Chinese ride-hailing giant Didi Chuxing has invested $100 million in hospitality chain Oyo Hotels & Homes. The investment, which continues to value Oyo at about $5 billion, has been made from Didi-controlled entity Star Virtue Investment, people aware of developments told ET.
This brings to a close Oyo’s $1 billion financing round led by existing backer SoftBank Vision Fund, which has pumped $800 million into the company.
The Didi investment comes a little over two months after Singapore-headquartered transportation major Grab infused the same amount in the Gurgaon-based startup.
People familiar with the deal said that Beijing-headquartered Didi’s investment is likely to be channelled into Oyo’s fast-growing China business — Oyo Jiudian — a geography that the company has begun referring to as its second home market. A fair chunk of the investment will also come into Oyo’s India operations, they said. A representative for Oyo confirmed to ET about the official closure of the $1-billion round.
Relationship Dates Back to 2017
“$900 million was closed back in the quarter ended December 2018 and we have also received the balance $100 million as disclosed in the RoC filings. We do not have any further comments,” the spokesperson said. Didi Chuxing did not reply to ET’s queries until press time. JPMorgan acted as the financial advisor to the transaction.
The relationship between the two companies dates back to 2017 when Oyo had used the ride-hailing platform to announce its foray into the world’s second-largest economy. At that time, the tagline read, ‘Ride comfortably with Didi, Stay comfortably with Oyo.’

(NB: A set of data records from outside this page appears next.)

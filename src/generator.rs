//! Bill of materials and pick and place files for assembly houses.

use std::{
    fmt::Display,
    fs::{self, File},
    io::{BufWriter, Write},
    path::{Path, PathBuf},
    str::FromStr,
};

use thiserror::Error;

use crate::{error::OutputError, Component, Design, Point, Rect};

/// Assembly house whose file formats to write
#[derive(Debug, Clone, Copy, PartialEq, Eq, Default)]
pub enum Manufacturer {
    #[default]
    Pcbpool,
}

#[derive(Error, Debug, Clone, PartialEq, Eq)]
#[error("Unknown manufacturer `{0}`")]
pub struct UnknownManufacturer(pub String);

impl FromStr for Manufacturer {
    type Err = UnknownManufacturer;

    fn from_str(s: &str) -> Result<Self, Self::Err> {
        if s.eq_ignore_ascii_case("pcbpool") {
            Ok(Manufacturer::Pcbpool)
        } else {
            Err(UnknownManufacturer(s.to_owned()))
        }
    }
}

impl Display for Manufacturer {
    fn fmt(&self, f: &mut std::fmt::Formatter<'_>) -> std::fmt::Result {
        match self {
            Manufacturer::Pcbpool => write!(f, "pcbpool"),
        }
    }
}

/// One BOM row: every placed component sharing a description
#[derive(Debug, Clone, PartialEq)]
pub struct BomLine<'a> {
    /// In board file order
    pub references: Vec<&'a str>,
    /// The last component of the group, whose fields stand for the whole row
    pub component: &'a Component,
}

impl BomLine<'_> {
    pub fn quantity(&self) -> usize {
        self.references.len()
    }

    /// Value to print; connectors are listed without one
    pub fn value(&self) -> &str {
        if self.component.reference.starts_with('J') {
            ""
        } else {
            &self.component.value
        }
    }
}

/// Group the placed components of `design` by description.
///
/// Rows follow the order of `design.descriptions`. Descriptions without any
/// placed component get no row.
pub fn bom_lines(design: &Design) -> Vec<BomLine<'_>> {
    let mut lines = Vec::new();
    for description in &design.descriptions {
        let mut references = Vec::new();
        let mut representative = None;
        for component in design
            .placed_components()
            .filter(|c| &c.description == description)
        {
            references.push(component.reference.as_str());
            representative = Some(component);
        }
        match representative {
            Some(component) => lines.push(BomLine {
                references,
                component,
            }),
            None => log::warn!("No placed component has description {description:?}"),
        }
    }
    lines
}

const PCBPOOL_BOM_HEADER: &str = "Part;Value;Device;Package;Description;Description2;Quantity;\
    Place;Provided;Distributor;Distributor Part Number;Distributor Link;Remarks;Unit Price;\
    Total Price;Remarks Beta;Option1;Option2;Option3";

/// Writes manufacturing files for one [`Manufacturer`]
#[derive(Debug, Clone, Copy, Default)]
pub struct Generator {
    manufacturer: Manufacturer,
}

impl Generator {
    pub fn new(manufacturer: Manufacturer) -> Self {
        Self { manufacturer }
    }

    pub fn bom_file_name(&self, design: &Design) -> String {
        match self.manufacturer {
            Manufacturer::Pcbpool => format!("{}.bom.csv", design.name),
        }
    }

    pub fn pickplace_file_name(&self, design: &Design) -> String {
        match self.manufacturer {
            Manufacturer::Pcbpool => format!("{}.pickplace.txt", design.name),
        }
    }

    /// Write the bill of materials into `output_dir`, returning the file path.
    pub fn process_bom(
        &self,
        output_dir: impl AsRef<Path>,
        design: &Design,
    ) -> Result<PathBuf, OutputError> {
        let path = create(output_dir.as_ref(), &self.bom_file_name(design))?;
        let mut writer = BufWriter::new(File::create(&path)?);
        self.write_bom(design, &mut writer)?;
        writer.flush()?;
        Ok(path)
    }

    /// Write the pick and place file into `output_dir`, returning the file path.
    pub fn process_pickplace(
        &self,
        output_dir: impl AsRef<Path>,
        design: &Design,
    ) -> Result<PathBuf, OutputError> {
        let path = create(output_dir.as_ref(), &self.pickplace_file_name(design))?;
        let mut writer = BufWriter::new(File::create(&path)?);
        self.write_pickplace(design, &mut writer)?;
        writer.flush()?;
        Ok(path)
    }

    pub fn write_bom<W: Write>(&self, design: &Design, writer: W) -> Result<(), OutputError> {
        match self.manufacturer {
            Manufacturer::Pcbpool => write_bom_pcbpool(design, writer),
        }
    }

    pub fn write_pickplace<W: Write>(&self, design: &Design, writer: W) -> Result<(), OutputError> {
        match self.manufacturer {
            Manufacturer::Pcbpool => write_pickplace_pcbpool(design, writer),
        }
    }
}

fn create(output_dir: &Path, file_name: &str) -> Result<PathBuf, OutputError> {
    fs::create_dir_all(output_dir)?;
    log::info!("   Writing to {}", output_dir.display());
    Ok(output_dir.join(file_name))
}

fn pcbpool_bool(value: bool) -> &'static str {
    if value {
        "True"
    } else {
        "False"
    }
}

fn write_bom_pcbpool<W: Write>(design: &Design, mut writer: W) -> Result<(), OutputError> {
    writeln!(writer, "{PCBPOOL_BOM_HEADER}")?;
    for line in bom_lines(design) {
        let component = line.component;
        writeln!(
            writer,
            "{};{};{};{};{};;{};{};No;{};{};{};{};;;;;;",
            line.references.join(", "),
            line.value(),
            component.device,
            component.package,
            component.description,
            line.quantity(),
            pcbpool_bool(component.place),
            component.distributor.name,
            component.distributor.part_number,
            component.distributor.link,
            component.distributor.remark,
        )?;
    }
    Ok(())
}

/// Board position relative to the lower left corner of the outline, y up
fn relative_to_outline(outline: &Rect, point: Point) -> Point {
    Point {
        x: point.x - outline.left,
        y: outline.bottom - point.y,
    }
}

fn write_pickplace_pcbpool<W: Write>(design: &Design, mut writer: W) -> Result<(), OutputError> {
    let outline = design
        .outline
        .ok_or_else(|| OutputError::MissingOutline(design.name.clone()))?;

    writeln!(writer, "Filename:\t{}.pickplace.txt\n", design.name)?;
    writeln!(writer, "Position of PCB:\nleft under edge: X=0 / Y=0\n\n")?;
    writeln!(writer, "name\tX-axis\tY-axis\tangle\tvalue\tpackage\tside\n")?;

    for fiducial in &design.fiducials {
        let position = relative_to_outline(&outline, fiducial.position);
        writeln!(
            writer,
            "{}\t{:.2}\t{:.2}\t0.00\t1mm\tCircle\t{}",
            fiducial.reference, position.x, position.y, fiducial.side
        )?;
    }

    writeln!(writer)?;

    for component in design.components.values() {
        let Some(side) = component.side else {
            log::warn!("Leaving unplaced {} out of the pick and place file", component.reference);
            continue;
        };
        let position = relative_to_outline(&outline, component.position);
        writeln!(
            writer,
            "{}\t{:.2}\t{:.2}\t{:.2}\t{}\t{}\t{}",
            component.reference,
            position.x,
            position.y,
            component.rotation,
            component.value,
            component.package,
            side
        )?;
    }
    Ok(())
}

Sources in the know said Didi will partner Oyo as it expands into new geographies and may deepen its strategic partnerships as they both grow globally. Oyo is present across the UK, Southeast Asia and China, in addition to operations in its home market. There have been reports about the company also foraying into the US.
According to data released by the Gurgaon-based company last month, Oyo Jiudian is present in 280 cities across China, operating more than 5,000 hotels and 260,000 rooms. It runs a mix of franchised and leased properties there.

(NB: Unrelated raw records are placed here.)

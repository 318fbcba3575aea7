use crate::Point;

mod parser;

/// The parts of a net file the design needs
#[derive(Debug, Clone, PartialEq)]
pub struct NetFile<'a> {
    pub date: &'a str,
    pub components: Vec<NetComponent<'a>>,
}

/// A component declared in the net file
#[derive(Debug, Clone, PartialEq)]
pub struct NetComponent<'a> {
    pub ref_des: &'a str,
    pub value: &'a str,
    /// User fields as `(name, value)` pairs in file order
    pub fields: Vec<(&'a str, &'a str)>,
}

/// The top-level items of a pcb file that matter for assembly, in file order
#[derive(Debug, Clone, PartialEq)]
pub struct PcbFile<'a> {
    /// Key of the root node
    pub key: &'a str,
    pub items: Vec<PcbItem<'a>>,
}

#[derive(Debug, Clone, PartialEq)]
pub enum PcbItem<'a> {
    Module(Module<'a>),
    /// A line on the Edge.Cuts layer
    EdgeLine(EdgeLine),
}

/// A placed footprint
#[derive(Debug, Clone, PartialEq)]
pub struct Module<'a> {
    /// `module` or `footprint`
    pub key: &'a str,
    /// Text of the reference field, including placeholders like `REF**`
    pub reference: &'a str,
    /// Layer of the reference field
    pub layer: &'a str,
    pub position: Point,
    pub rotation: f64,
}

#[derive(Debug, Clone, Copy, PartialEq)]
pub struct EdgeLine {
    pub start: Point,
    pub end: Point,
}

Additionally, sources told ET, Japan’s SoftBank, which already holds around 42% in Oyo, will see a similar shareholding in the China subsidiary. Other existing investors in the company such as Sequoia Capital and Lightspeed Venture Partners are also backing Oyo China significantly. Oyo China’s cap table will mirror its India shareholding pattern with SoftBank being the lead investor.

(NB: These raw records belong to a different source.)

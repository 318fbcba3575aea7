use std::{fs, path::PathBuf};

use kicad_fab::{
    generator::Generator, read_design_files, DesignError, Manufacturer, ParseError, Point, Rect,
    Side, SourceFile,
};

fn demo(file: &str) -> PathBuf {
    PathBuf::from(env!("CARGO_MANIFEST_DIR"))
        .join("resources/test/demo")
        .join(file)
}

fn demo_design() -> kicad_fab::Design {
    read_design_files(demo("demo.net"), demo("demo.kicad_pcb")).unwrap()
}

#[test]
fn demo_board_is_reconciled() {
    let design = demo_design();

    assert_eq!(design.name, "demo");
    assert_eq!(design.date, "Sat 13 Oct 2018 18:02:11");
    assert_eq!(
        design.outline,
        Some(Rect {
            left: 100.0,
            top: 90.0,
            right: 125.0,
            bottom: 100.0,
        })
    );
    assert_eq!(design.references, vec!["C1", "C2", "R1", "J1"]);
    assert_eq!(
        design.descriptions.iter().collect::<Vec<_>>(),
        vec!["", "Capacitor 100nF 16V X7R", "Header 4 pins", "Resistor 10k 1%"]
    );

    let fiducials: Vec<_> = design
        .fiducials
        .iter()
        .map(|f| (f.reference.as_str(), f.position, f.side))
        .collect();
    assert_eq!(
        fiducials,
        vec![
            ("REF1T", Point { x: 101.0, y: 99.0 }, Side::Top),
            ("REF1B", Point { x: 124.0, y: 91.0 }, Side::Bottom),
        ]
    );

    let c2 = &design.components["C2"];
    assert_eq!(c2.side, Some(Side::Bottom));
    assert_eq!(c2.rotation, 180.0);
    assert_eq!(c2.distributor.part_number, "1759122");

    let j1 = &design.components["J1"];
    assert!(!j1.place);
    assert_eq!(j1.package, "PinHeader_1x04");

    let tp1 = &design.components["TP1"];
    assert_eq!(tp1.side, None);
    assert_eq!(tp1.position, Point::default());
    assert!(tp1.place);
}

#[test]
fn demo_bom() {
    let mut out = Vec::new();
    Generator::new(Manufacturer::Pcbpool)
        .write_bom(&demo_design(), &mut out)
        .unwrap();

    let expected = "\
Part;Value;Device;Package;Description;Description2;Quantity;Place;Provided;Distributor;Distributor Part Number;Distributor Link;Remarks;Unit Price;Total Price;Remarks Beta;Option1;Option2;Option3
C1, C2;100n;C_0603;0603;Capacitor 100nF 16V X7R;;2;True;No;Farnell;1759122;http://uk.farnell.com/1759122;;;;;;;
J1;;HDR4;PinHeader_1x04;Header 4 pins;;1;False;No;;;;;;;;;;
R1;10k;R_0603;0603;Resistor 10k 1%;;1;True;No;Farnell;2332016;http://uk.farnell.com/2332016;keep away from C1;;;;;;
";
    assert_eq!(String::from_utf8(out).unwrap(), expected);
}

#[test]
fn demo_pickplace() {
    let mut out = Vec::new();
    Generator::new(Manufacturer::Pcbpool)
        .write_pickplace(&demo_design(), &mut out)
        .unwrap();

    let expected = "\
Filename:\tdemo.pickplace.txt

Position of PCB:
left under edge: X=0 / Y=0


name\tX-axis\tY-axis\tangle\tvalue\tpackage\tside

REF1T\t1.00\t1.00\t0.00\t1mm\tCircle\ttop
REF1B\t24.00\t9.00\t0.00\t1mm\tCircle\tbottom

C1\t10.00\t5.00\t90.00\t100n\t0603\ttop
C2\t20.00\t5.00\t180.00\t100n\t0603\tbottom
J1\t4.00\t9.00\t270.00\tConn_01x04\tPinHeader_1x04\ttop
R1\t15.50\t7.75\t0.00\t10k\t0603\ttop
";
    assert_eq!(String::from_utf8(out).unwrap(), expected);
}

#[test]
fn files_are_written_into_output_dir() {
    let dir = tempfile::tempdir().unwrap();
    let output = dir.path().join("fab");
    let design = demo_design();
    let generator = Generator::default();

    let bom = generator.process_bom(&output, &design).unwrap();
    let pickplace = generator.process_pickplace(&output, &design).unwrap();

    assert_eq!(bom.file_name().unwrap(), "demo.bom.csv");
    assert_eq!(pickplace.file_name().unwrap(), "demo.pickplace.txt");
    assert_eq!(fs::read_to_string(bom).unwrap().lines().count(), 4);
    assert!(fs::read_to_string(pickplace)
        .unwrap()
        .starts_with("Filename:\tdemo.pickplace.txt\n"));
}

#[test]
fn board_with_undeclared_module_is_rejected() {
    let dir = tempfile::tempdir().unwrap();
    let project = dir.path().join("blinky");
    fs::create_dir(&project).unwrap();

    let net = project.join("blinky.net");
    let pcb = project.join("blinky.kicad_pcb");
    fs::write(
        &net,
        "(export (design (date today)) (components (comp (ref D1) (value LED))))",
    )
    .unwrap();
    fs::write(
        &pcb,
        "(kicad_pcb (module LED (at 1 1) (fp_text reference D1 (layer F.SilkS))))",
    )
    .unwrap();
    assert_eq!(read_design_files(&net, &pcb).unwrap().name, "blinky");

    fs::write(
        &pcb,
        "(kicad_pcb (module LED (at 1 1) (fp_text reference D2 (layer F.SilkS))))",
    )
    .unwrap();
    let err = read_design_files(&net, &pcb).unwrap_err();
    assert_eq!(err.source_file(), Some(SourceFile::Pcb));
    assert!(matches!(
        err,
        DesignError::Parse {
            source: ParseError::UnknownReference { ref reference, .. },
            ..
        } if reference == "D2"
    ));
}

Of the $1 billion that the company has raised in the current round, Oyo has earmarked $600 million towards its operations in China, with the rest directed towards hiring and other overseas markets such as south-east Asia and the UK.
Earlier this month, Oyo reported a more than three-fold jump in revenue for its India operations during the 2018 financial year. The company earned revenue of Rs 416 crore, up from Rs 120 crore in the year-ago period, attributing the rise in top line to a combination of increase in transactional and franchise fees it earns from merchants. It registered a marginal rise in net loss to Rs 360 crore from Rs 355 crore it had reported in FY17.
The company has projected a revenue of almost Rs 1,500 crore for the current financial year.